▶ [Required action]
In the listing below, count each line that contains "format". The reply is that count and nothing else.

▶ [Supplied data]
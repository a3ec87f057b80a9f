//! Resource ID errors

use thiserror::Error;

/// Error raised while parsing a resource ID against its template
#[derive(Debug, Clone, PartialEq, Eq, Error)]
pub enum ParseError {
    /// A named segment was absent, empty or did not match its literal
    #[error(
        "parsing the {id_type} ID: the segment {segment:?} at position {position} was not specified\n\n\
         Expected an ID that matched:\n\n> {example}\n\n\
         However this value was provided:\n\n> {input}{}",
        describe_parsed(.parsed)
    )]
    SegmentNotSpecified {
        id_type: String,
        segment: String,
        position: usize,
        example: String,
        input: String,
        /// Values successfully parsed before the failure, in template order
        parsed: Vec<(String, String)>,
    },

    /// The input has more segments than the template
    #[error(
        "parsing the {id_type} ID: expected {expected} segments but {input:?} has {actual}\n\n\
         Expected an ID that matched:\n\n> {example}"
    )]
    SegmentCount {
        id_type: String,
        input: String,
        expected: usize,
        actual: usize,
        example: String,
    },

    /// A constant segment carried a value outside its allowed set
    #[error(
        "parsing the {id_type} ID: the segment {segment:?} had the value {value:?} but expected one of: {}",
        .allowed.join(", ")
    )]
    InvalidConstant {
        id_type: String,
        segment: String,
        value: String,
        allowed: Vec<String>,
    },
}

impl ParseError {
    /// Name of the segment the error refers to, when there is one
    pub fn segment(&self) -> Option<&str> {
        match self {
            Self::SegmentNotSpecified { segment, .. } | Self::InvalidConstant { segment, .. } => {
                Some(segment)
            }
            Self::SegmentCount { .. } => None,
        }
    }
}

fn describe_parsed(parsed: &[(String, String)]) -> String {
    if parsed.is_empty() {
        return String::new();
    }

    let lines: Vec<String> = parsed
        .iter()
        .map(|(name, value)| format!("* Segment {:?}: {:?}", name, value))
        .collect();
    format!("\n\nThe parsed ID contained:\n\n{}", lines.join("\n"))
}

/// Error raised when an ID template itself is malformed
#[derive(Debug, Clone, PartialEq, Eq, Error)]
pub enum TemplateError {
    #[error("template {template:?} must start with '/'")]
    MissingLeadingSlash { template: String },

    #[error("template {template:?} contains an empty segment")]
    EmptySegment { template: String },

    #[error("template {template:?} has an unterminated or misplaced brace in {segment:?}")]
    MalformedPlaceholder { template: String, segment: String },

    #[error("template {template:?} declares the segment {name:?} more than once")]
    DuplicateSegment { template: String, name: String },

    #[error("template {template:?} declares more than one scope segment")]
    MultipleScopes { template: String },
}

▶ [Response]
2